→ **TASK ITEM**: The expected output is each line below containing "findings", copied in full.
■ ■ ■
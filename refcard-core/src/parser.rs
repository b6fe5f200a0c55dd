//! The extractor seam: one trait every schedule format implements.

use crate::error::ParseError;
use crate::raw::RawGame;

/// Non-fatal findings collected while parsing (skipped rows, fallbacks).
#[derive(Debug, Clone, Default, PartialEq, Eq)]
pub struct Diagnostics {
    pub warnings: Vec<String>,
}

impl Diagnostics {
    pub fn new() -> Self {
        Self::default()
    }

    /// Record a warning and echo it to the debug log.
    pub fn warn(&mut self, msg: impl Into<String>) {
        let msg = msg.into();
        log::debug!("{msg}");
        self.warnings.push(msg);
    }

    /// Record "skipped N <what>" when `count` is non-zero.
    pub fn skipped(&mut self, count: usize, what: &str) {
        if count > 0 {
            self.warn(format!("Skipped {count} {what}"));
        }
    }

    pub fn is_empty(&self) -> bool {
        self.warnings.is_empty()
    }
}

/// Trait for turning one provider's schedule text into raw game records.
///
/// Implementors must not fail on recoverable problems: malformed lines are
/// skipped and text with no games yields an empty list. An `Err` is reserved
/// for input the parser cannot work with at all; the registry catches it and
/// reports it as an error message.
pub trait ScheduleParser: Send + Sync {
    /// Parse text, recording skipped rows and other findings in `diagnostics`.
    fn parse_with_diagnostics(
        &self,
        text: &str,
        diagnostics: &mut Diagnostics,
    ) -> Result<Vec<RawGame>, ParseError>;

    /// Parse text, discarding diagnostics.
    fn parse(&self, text: &str) -> Result<Vec<RawGame>, ParseError> {
        self.parse_with_diagnostics(text, &mut Diagnostics::new())
    }

    /// Registry key used when the parser is registered without an explicit key.
    fn key(&self) -> &str;

    /// Human-readable name for parser pickers.
    fn display_name(&self) -> &str;

    /// One-line description of the layout this parser expects.
    fn description(&self) -> &str {
        ""
    }
}

/// A [`ScheduleParser`] backed by a closure.
///
/// Lets callers register ad-hoc extractors without declaring a type.
pub struct ParserFn<F> {
    key: String,
    name: String,
    f: F,
}

impl<F> ParserFn<F>
where
    F: Fn(&str) -> Result<Vec<RawGame>, ParseError> + Send + Sync,
{
    pub fn new(key: impl Into<String>, name: impl Into<String>, f: F) -> Self {
        Self {
            key: key.into(),
            name: name.into(),
            f,
        }
    }
}

impl<F> ScheduleParser for ParserFn<F>
where
    F: Fn(&str) -> Result<Vec<RawGame>, ParseError> + Send + Sync,
{
    fn parse_with_diagnostics(
        &self,
        text: &str,
        _diagnostics: &mut Diagnostics,
    ) -> Result<Vec<RawGame>, ParseError> {
        (self.f)(text)
    }

    fn key(&self) -> &str {
        &self.key
    }

    fn display_name(&self) -> &str {
        &self.name
    }
}
use owo_colors::OwoColorize;
use owo_colors::Stream::Stdout;

use refcard_store::{ScheduleStore, SqliteStore};

use crate::CliError;

pub(crate) fn run_schedule_list(store: &SqliteStore) -> Result<(), CliError> {
    let names = store
        .list_schedules()
        .map_err(|e| CliError::database(format!("Failed to list schedules: {}", e)))?;
    if names.is_empty() {
        log::info!("No schedules saved.");
        log::info!("Run 'refcard import <FILE> --save <NAME>' to save one.");
        return Ok(());
    }

    for name in names {
        match store.load_schedule_by_name(&name) {
            Ok(Some(schedule)) => log::info!(
                "  {}  {} games, {} ({})",
                name.if_supports_color(Stdout, |t| t.bold()),
                schedule.games.len(),
                schedule.parser_key.if_supports_color(Stdout, |t| t.cyan()),
                super::format_saved_at(&schedule.saved_at),
            ),
            Ok(None) => {}
            Err(e) => log::warn!("  {}: {}", name, e),
        }
    }
    Ok(())
}

pub(crate) fn run_schedule_show(store: &SqliteStore, name: &str, json: bool) -> Result<(), CliError> {
    let schedule = store
        .load_schedule_by_name(name)
        .map_err(|e| CliError::database(format!("Failed to load schedule: {}", e)))?
        .ok_or_else(|| CliError::not_found(format!("schedule '{}'", name)))?;

    if json {
        let out = serde_json::to_string_pretty(&schedule)
            .map_err(|e| CliError::other(format!("Failed to serialize schedule: {}", e)))?;
        println!("{out}");
        return Ok(());
    }

    log::info!(
        "{} ({} games, parsed with {}, saved {})",
        schedule.name.if_supports_color(Stdout, |t| t.bold()),
        schedule.games.len(),
        schedule.parser_key,
        super::format_saved_at(&schedule.saved_at),
    );
    crate::log_blank();
    super::print_games(&schedule.games);
    Ok(())
}

pub(crate) fn run_schedule_delete(store: &SqliteStore, name: &str) -> Result<(), CliError> {
    let removed = store
        .delete_schedule(name)
        .map_err(|e| CliError::database(format!("Failed to delete schedule: {}", e)))?;
    if !removed {
        return Err(CliError::not_found(format!("schedule '{}'", name)));
    }
    log::info!("Deleted schedule '{}'", name);
    Ok(())
}
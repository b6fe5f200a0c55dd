//! Typed load/save interfaces over a [`KeyValueStore`].
//!
//! Mapping profiles live under `mapping/<profile_key>` and saved schedules
//! under `schedule/<name>`, each as one JSON document.

use refcard_core::{MappingProfile, SavedSchedule};
use serde::Serialize;
use serde::de::DeserializeOwned;

use crate::error::StoreError;
use crate::kv::KeyValueStore;

pub const MAPPING_PREFIX: &str = "mapping/";
pub const SCHEDULE_PREFIX: &str = "schedule/";

/// Column mapping persistence, consumed by the mapping engine.
pub trait MappingStore: Send + Sync {
    fn load_mapping(&self, profile_key: &str) -> Result<Option<MappingProfile>, StoreError>;
    fn save_mapping(&self, profile: &MappingProfile) -> Result<(), StoreError>;
    /// Keys of every stored profile, sorted.
    fn list_mappings(&self) -> Result<Vec<String>, StoreError>;
}

/// Saved schedule persistence, consumed by the import orchestrator.
pub trait ScheduleStore: Send + Sync {
    fn save_schedule(&self, schedule: &SavedSchedule) -> Result<(), StoreError>;
    fn load_schedule_by_name(&self, name: &str) -> Result<Option<SavedSchedule>, StoreError>;
    /// Names of every saved schedule, sorted.
    fn list_schedules(&self) -> Result<Vec<String>, StoreError>;
    fn delete_schedule(&self, name: &str) -> Result<bool, StoreError>;
}

fn load_json<T: DeserializeOwned>(
    store: &(impl KeyValueStore + ?Sized),
    key: &str,
) -> Result<Option<T>, StoreError> {
    match store.get(key)? {
        Some(text) => serde_json::from_str(&text)
            .map(Some)
            .map_err(|e| StoreError::json(key, e)),
        None => Ok(None),
    }
}

fn save_json<T: Serialize>(
    store: &(impl KeyValueStore + ?Sized),
    key: &str,
    value: &T,
) -> Result<(), StoreError> {
    let text = serde_json::to_string(value).map_err(|e| StoreError::json(key, e))?;
    store.put(key, &text)
}

fn names_under(
    store: &(impl KeyValueStore + ?Sized),
    prefix: &str,
) -> Result<Vec<String>, StoreError> {
    Ok(store
        .keys(prefix)?
        .into_iter()
        .filter_map(|k| k.strip_prefix(prefix).map(str::to_string))
        .collect())
}

impl<S: KeyValueStore + ?Sized> MappingStore for S {
    fn load_mapping(&self, profile_key: &str) -> Result<Option<MappingProfile>, StoreError> {
        load_json(self, &format!("{MAPPING_PREFIX}{profile_key}"))
    }

    fn save_mapping(&self, profile: &MappingProfile) -> Result<(), StoreError> {
        log::debug!("Saving mapping profile '{}'", profile.profile_key);
        save_json(self, &format!("{MAPPING_PREFIX}{}", profile.profile_key), profile)
    }

    fn list_mappings(&self) -> Result<Vec<String>, StoreError> {
        names_under(self, MAPPING_PREFIX)
    }
}

impl<S: KeyValueStore + ?Sized> ScheduleStore for S {
    fn save_schedule(&self, schedule: &SavedSchedule) -> Result<(), StoreError> {
        log::debug!(
            "Saving schedule '{}' ({} games)",
            schedule.name,
            schedule.games.len()
        );
        save_json(self, &format!("{SCHEDULE_PREFIX}{}", schedule.name), schedule)
    }

    fn load_schedule_by_name(&self, name: &str) -> Result<Option<SavedSchedule>, StoreError> {
        load_json(self, &format!("{SCHEDULE_PREFIX}{name}"))
    }

    fn list_schedules(&self) -> Result<Vec<String>, StoreError> {
        names_under(self, SCHEDULE_PREFIX)
    }

    fn delete_schedule(&self, name: &str) -> Result<bool, StoreError> {
        self.remove(&format!("{SCHEDULE_PREFIX}{name}"))
    }
}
■ ■ ■
→ **SOLUTION TO THIS PROBLEM**:
/// Non-fatal findings collected while parsing (skipped rows, fallbacks).
    /// Parse text, recording skipped rows and other findings in `diagnostics`.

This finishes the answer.